### TASK TO CARRY OUT
All lines from the first one in the listing below to the one holding "pub use vibe_engine::VibeEngine;", inclusive, are to be copied exactly.

────────────────────────────────────────

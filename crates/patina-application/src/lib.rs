//! Application layer for Patina.
//!
//! Wires the pure aggregation state from `patina-core` to an asynchronous
//! vibe extractor and keeps subscribers informed of the composite.

pub mod vibe_engine;

pub use vibe_engine::VibeEngine;
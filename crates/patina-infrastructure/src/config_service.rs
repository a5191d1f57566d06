//! Configuration service implementation.
//!
//! Loads the root configuration from `config.toml` (by default
//! `~/.config/patina/config.toml`) and caches it.

use crate::paths::PatinaPaths;
use patina_core::config::RootConfig;
use patina_core::{PatinaError, Result};
use std::fs;
use std::path::{Path, PathBuf};
use std::sync::{Arc, RwLock};

/// Configuration service that loads and caches the root configuration.
#[derive(Debug, Clone)]
pub struct ConfigService {
    path: PathBuf,
    /// Cached configuration, filled on first successful load.
    config: Arc<RwLock<Option<RootConfig>>>,
}

impl ConfigService {
    /// Creates a service for the platform configuration file.
    pub fn new() -> Result<Self> {
        Ok(Self::with_path(PatinaPaths::config_file()?))
    }

    /// Creates a service reading an explicit file.
    pub fn with_path(path: impl Into<PathBuf>) -> Self {
        Self {
            path: path.into(),
            config: Arc::new(RwLock::new(None)),
        }
    }

    pub fn path(&self) -> &Path {
        &self.path
    }

    /// Gets the root configuration, loading from file if not cached.
    ///
    /// A missing or empty file yields the defaults. Malformed TOML and
    /// out-of-range values are errors.
    pub fn get_config(&self) -> Result<RootConfig> {
        {
            let read_lock = self.config.read().map_err(|_| poisoned())?;
            if let Some(ref cached) = *read_lock {
                return Ok(cached.clone());
            }
        }

        let loaded = self.load_config()?;

        {
            let mut write_lock = self.config.write().map_err(|_| poisoned())?;
            *write_lock = Some(loaded.clone());
        }

        Ok(loaded)
    }

    /// Invalidates the cache, forcing a reload on next access.
    pub fn invalidate_cache(&self) -> Result<()> {
        let mut write_lock = self.config.write().map_err(|_| poisoned())?;
        *write_lock = None;
        Ok(())
    }

    /// Validates `config`, writes it to the file and replaces the cache.
    pub fn save(&self, config: &RootConfig) -> Result<()> {
        config.validate()?;

        if let Some(parent) = self.path.parent() {
            fs::create_dir_all(parent)?;
        }
        fs::write(&self.path, toml::to_string_pretty(config)?)?;
        tracing::info!(path = %self.path.display(), "Saved configuration");

        let mut write_lock = self.config.write().map_err(|_| poisoned())?;
        *write_lock = Some(config.clone());
        Ok(())
    }

    fn load_config(&self) -> Result<RootConfig> {
        if !self.path.exists() {
            tracing::debug!(path = %self.path.display(), "No config file, using defaults");
            return Ok(RootConfig::default());
        }

        let content = fs::read_to_string(&self.path)?;
        if content.trim().is_empty() {
            return Ok(RootConfig::default());
        }

        let config: RootConfig = toml::from_str(&content).map_err(|err| {
            PatinaError::config(format!(
                "Failed to parse {}: {}",
                self.path.display(),
                err
            ))
        })?;
        config.validate()?;

        tracing::debug!(path = %self.path.display(), "Loaded configuration");
        Ok(config)
    }
}

fn poisoned() -> PatinaError {
    PatinaError::internal("Configuration cache lock poisoned")
}
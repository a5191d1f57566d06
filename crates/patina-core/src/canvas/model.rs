//! Canvas domain model.
//!
//! Items live in canvas (world) space. The canvas keeps hidden items in a
//! separate list so they can be restored with their identity, and therefore
//! their cached contribution, intact.

use serde::{Deserialize, Serialize};
use strum::{AsRefStr, Display, EnumString};
use uuid::Uuid;

/// A point in canvas space.
#[derive(Debug, Clone, Copy, PartialEq, Default, Serialize, Deserialize)]
pub struct Position {
    pub x: f64,
    pub y: f64,
}

impl Position {
    pub const ORIGIN: Position = Position { x: 0.0, y: 0.0 };

    pub fn new(x: f64, y: f64) -> Self {
        Self { x, y }
    }
}

impl From<(f64, f64)> for Position {
    fn from((x, y): (f64, f64)) -> Self {
        Self { x, y }
    }
}

/// Every kind of item the canvas can hold.
#[derive(
    Debug, Clone, Copy, PartialEq, Eq, Hash, Serialize, Deserialize, Display, EnumString, AsRefStr,
)]
#[serde(rename_all = "kebab-case")]
#[strum(serialize_all = "kebab-case")]
pub enum ItemKind {
    Image,
    Text,
    /// A linked web page.
    Url,
    StyledPhoto,
    /// Generated UI code.
    Code,
    /// Generated audio.
    Music,
}

impl ItemKind {
    /// Narrows to the kinds an aesthetic signature can be extracted from.
    pub fn contributing(self) -> Option<ContributingKind> {
        match self {
            ItemKind::Image => Some(ContributingKind::Image),
            ItemKind::Text => Some(ContributingKind::Text),
            ItemKind::Url => Some(ContributingKind::Url),
            ItemKind::StyledPhoto | ItemKind::Code | ItemKind::Music => None,
        }
    }

    pub fn is_contributing(self) -> bool {
        self.contributing().is_some()
    }
}

/// The subset of [`ItemKind`] that feeds the vibe profile.
#[derive(
    Debug, Clone, Copy, PartialEq, Eq, Hash, Serialize, Deserialize, Display, EnumString, AsRefStr,
)]
#[serde(rename_all = "kebab-case")]
#[strum(serialize_all = "kebab-case")]
pub enum ContributingKind {
    Image,
    Text,
    Url,
}

impl From<ContributingKind> for ItemKind {
    fn from(kind: ContributingKind) -> Self {
        match kind {
            ContributingKind::Image => ItemKind::Image,
            ContributingKind::Text => ItemKind::Text,
            ContributingKind::Url => ItemKind::Url,
        }
    }
}

/// A single piece of content placed on the canvas.
#[derive(Debug, Clone, PartialEq, Serialize, Deserialize)]
pub struct Item {
    /// Stable for the item's lifetime on the canvas.
    pub id: String,
    pub position: Position,
    pub kind: ItemKind,
    /// URL, data URI or raw text. Opaque to the engine.
    pub content: String,
}

impl Item {
    /// Creates an item with a freshly generated id.
    pub fn new(kind: ItemKind, content: impl Into<String>, position: Position) -> Self {
        Self::with_id(Uuid::new_v4().to_string(), kind, content, position)
    }

    pub fn with_id(
        id: impl Into<String>,
        kind: ItemKind,
        content: impl Into<String>,
        position: Position,
    ) -> Self {
        Self {
            id: id.into(),
            position,
            kind,
            content: content.into(),
        }
    }

    pub fn has_content(&self) -> bool {
        !self.content.trim().is_empty()
    }
}

/// The live set of items, split into visible and hidden.
#[derive(Debug, Clone, Default, PartialEq, Serialize, Deserialize)]
pub struct Canvas {
    items: Vec<Item>,
    hidden: Vec<Item>,
}

impl Canvas {
    pub fn new() -> Self {
        Self::default()
    }

    /// Adds an item. Returns `false` (and leaves the canvas untouched) if an
    /// item with the same id is already present, visible or hidden.
    pub fn add_item(&mut self, item: Item) -> bool {
        if self.contains(&item.id) {
            return false;
        }
        self.items.push(item);
        true
    }

    /// Creates and adds an item, returning its generated id.
    pub fn create_item(
        &mut self,
        kind: ItemKind,
        content: impl Into<String>,
        position: Position,
    ) -> String {
        let item = Item::new(kind, content, position);
        let id = item.id.clone();
        self.items.push(item);
        id
    }

    /// Moves a visible or hidden item.
    pub fn move_item(&mut self, id: &str, position: Position) -> bool {
        match self.get_mut(id) {
            Some(item) if item.position != position => {
                item.position = position;
                true
            }
            _ => false,
        }
    }

    /// Replaces an item's content. Returns `true` only if the content differs.
    pub fn set_content(&mut self, id: &str, content: impl Into<String>) -> bool {
        let content = content.into();
        match self.get_mut(id) {
            Some(item) if item.content != content => {
                item.content = content;
                true
            }
            _ => false,
        }
    }

    pub fn hide_item(&mut self, id: &str) -> bool {
        match self.items.iter().position(|item| item.id == id) {
            Some(index) => {
                let item = self.items.remove(index);
                self.hidden.push(item);
                true
            }
            None => false,
        }
    }

    pub fn restore_item(&mut self, id: &str) -> bool {
        match self.hidden.iter().position(|item| item.id == id) {
            Some(index) => {
                let item = self.hidden.remove(index);
                self.items.push(item);
                true
            }
            None => false,
        }
    }

    /// Restores every hidden item, returning how many came back.
    pub fn restore_all(&mut self) -> usize {
        let restored = self.hidden.len();
        self.items.append(&mut self.hidden);
        restored
    }

    /// Permanently deletes an item, visible or hidden.
    pub fn remove_item(&mut self, id: &str) -> Option<Item> {
        if let Some(index) = self.items.iter().position(|item| item.id == id) {
            return Some(self.items.remove(index));
        }
        self.hidden
            .iter()
            .position(|item| item.id == id)
            .map(|index| self.hidden.remove(index))
    }

    pub fn visible_items(&self) -> &[Item] {
        &self.items
    }

    pub fn hidden_items(&self) -> &[Item] {
        &self.hidden
    }

    /// Looks up an item whether visible or hidden.
    pub fn get(&self, id: &str) -> Option<&Item> {
        self.items
            .iter()
            .chain(self.hidden.iter())
            .find(|item| item.id == id)
    }

    pub fn contains(&self, id: &str) -> bool {
        self.get(id).is_some()
    }

    pub fn is_visible(&self, id: &str) -> bool {
        self.items.iter().any(|item| item.id == id)
    }

    pub fn len(&self) -> usize {
        self.items.len() + self.hidden.len()
    }

    pub fn is_empty(&self) -> bool {
        self.items.is_empty() && self.hidden.is_empty()
    }

    fn get_mut(&mut self, id: &str) -> Option<&mut Item> {
        self.items
            .iter_mut()
            .chain(self.hidden.iter_mut())
            .find(|item| item.id == id)
    }
}
//! Aggregation pipeline: spatial weighting followed by the weighted merge.
//!
//! # Module Structure
//!
//! - `weighting`: centroid-relative influence per qualifying item
//! - `merge`: weighted means and weighted voting into a [`VibeProfile`]

mod merge;
mod weighting;

pub use merge::{
    ACCENT_COLORS, DOMINANT_COLORS, FALLBACK_SONIC_MOOD, FALLBACK_TEXTURE, MAX_AESTHETIC_TAGS,
    MAX_MOOD_TAGS, MOOD_LABEL_TAGS, merge_contributions,
};
pub use weighting::{WeightedContribution, compute_weighted_contributions};

use crate::canvas::Canvas;
use crate::store::ContributionStore;
use crate::vibe::VibeProfile;

/// Runs both stages against the current canvas and store.
///
/// Pure: the same canvas, store and epsilon always give the same result.
pub fn recompute(
    canvas: &Canvas,
    store: &ContributionStore,
    epsilon: f64,
) -> Option<VibeProfile> {
    let weighted = compute_weighted_contributions(canvas, store, epsilon);
    merge_contributions(&weighted)
}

────────────────────────────────────────

### EXERCISE ANSWER
filename crates/patina-application/src/lib.rs
//! Application layer for Patina.
//!
//! Wires the pure aggregation state from `patina-core` to an asynchronous
//! vibe extractor and keeps subscribers informed of the composite.

pub mod vibe_engine;

pub use vibe_engine::VibeEngine;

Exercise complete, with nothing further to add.